- LISTED ENTRIES
++++++

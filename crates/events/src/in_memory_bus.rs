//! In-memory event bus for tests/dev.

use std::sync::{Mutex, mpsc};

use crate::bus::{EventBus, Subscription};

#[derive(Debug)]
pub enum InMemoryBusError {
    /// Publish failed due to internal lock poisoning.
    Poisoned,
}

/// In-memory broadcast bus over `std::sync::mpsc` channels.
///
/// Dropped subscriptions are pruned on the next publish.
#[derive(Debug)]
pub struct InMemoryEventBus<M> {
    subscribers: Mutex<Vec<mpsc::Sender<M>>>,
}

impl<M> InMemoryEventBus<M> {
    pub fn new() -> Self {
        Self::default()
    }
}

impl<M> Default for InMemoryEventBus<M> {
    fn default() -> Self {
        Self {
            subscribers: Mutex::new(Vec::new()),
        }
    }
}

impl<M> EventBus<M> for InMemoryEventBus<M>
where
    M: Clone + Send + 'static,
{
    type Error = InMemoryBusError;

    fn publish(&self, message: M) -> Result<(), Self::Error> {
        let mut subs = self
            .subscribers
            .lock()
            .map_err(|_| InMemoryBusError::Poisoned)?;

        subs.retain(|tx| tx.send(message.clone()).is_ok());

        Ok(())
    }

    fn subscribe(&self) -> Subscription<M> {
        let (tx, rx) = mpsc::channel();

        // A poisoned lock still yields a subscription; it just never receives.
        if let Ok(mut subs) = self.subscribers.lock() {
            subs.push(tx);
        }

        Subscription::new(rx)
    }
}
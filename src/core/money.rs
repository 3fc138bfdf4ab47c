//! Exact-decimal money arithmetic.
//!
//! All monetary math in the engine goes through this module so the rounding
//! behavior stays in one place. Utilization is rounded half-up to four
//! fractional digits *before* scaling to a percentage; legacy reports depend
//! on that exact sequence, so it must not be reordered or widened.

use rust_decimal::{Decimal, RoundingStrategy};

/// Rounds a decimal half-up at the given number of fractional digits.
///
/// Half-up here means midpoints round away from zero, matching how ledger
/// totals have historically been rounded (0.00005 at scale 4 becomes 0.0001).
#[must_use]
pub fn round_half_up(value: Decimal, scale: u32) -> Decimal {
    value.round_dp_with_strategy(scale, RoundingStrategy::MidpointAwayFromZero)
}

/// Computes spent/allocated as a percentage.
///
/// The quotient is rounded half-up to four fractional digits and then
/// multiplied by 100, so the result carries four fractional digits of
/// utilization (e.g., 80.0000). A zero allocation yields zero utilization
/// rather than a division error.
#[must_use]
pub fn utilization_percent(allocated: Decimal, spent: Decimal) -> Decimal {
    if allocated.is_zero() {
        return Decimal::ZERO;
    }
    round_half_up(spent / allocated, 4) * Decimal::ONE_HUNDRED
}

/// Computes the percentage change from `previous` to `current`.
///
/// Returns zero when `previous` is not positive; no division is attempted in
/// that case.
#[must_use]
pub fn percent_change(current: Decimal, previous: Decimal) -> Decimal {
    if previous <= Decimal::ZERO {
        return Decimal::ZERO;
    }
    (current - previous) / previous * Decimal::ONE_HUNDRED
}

++++++

- WHAT YOU HAVE TO DO
Among the records above, only the lines between the line holding "Utilization is rounded half-up to four" and the line holding "yields zero utilization", inclusive, are to be output, exactly as written.

- TASK OUTPUT
//! behavior stays in one place. Utilization is rounded half-up to four
//! fractional digits *before* scaling to a percentage; legacy reports depend
//! on that exact sequence, so it must not be reordered or widened.

use rust_decimal::{Decimal, RoundingStrategy};

/// Rounds a decimal half-up at the given number of fractional digits.
///
/// Half-up here means midpoints round away from zero, matching how ledger
/// totals have historically been rounded (0.00005 at scale 4 becomes 0.0001).
#[must_use]
pub fn round_half_up(value: Decimal, scale: u32) -> Decimal {
    value.round_dp_with_strategy(scale, RoundingStrategy::MidpointAwayFromZero)
}

/// Computes spent/allocated as a percentage.
///
/// The quotient is rounded half-up to four fractional digits and then
/// multiplied by 100, so the result carries four fractional digits of
/// utilization (e.g., 80.0000). A zero allocation yields zero utilization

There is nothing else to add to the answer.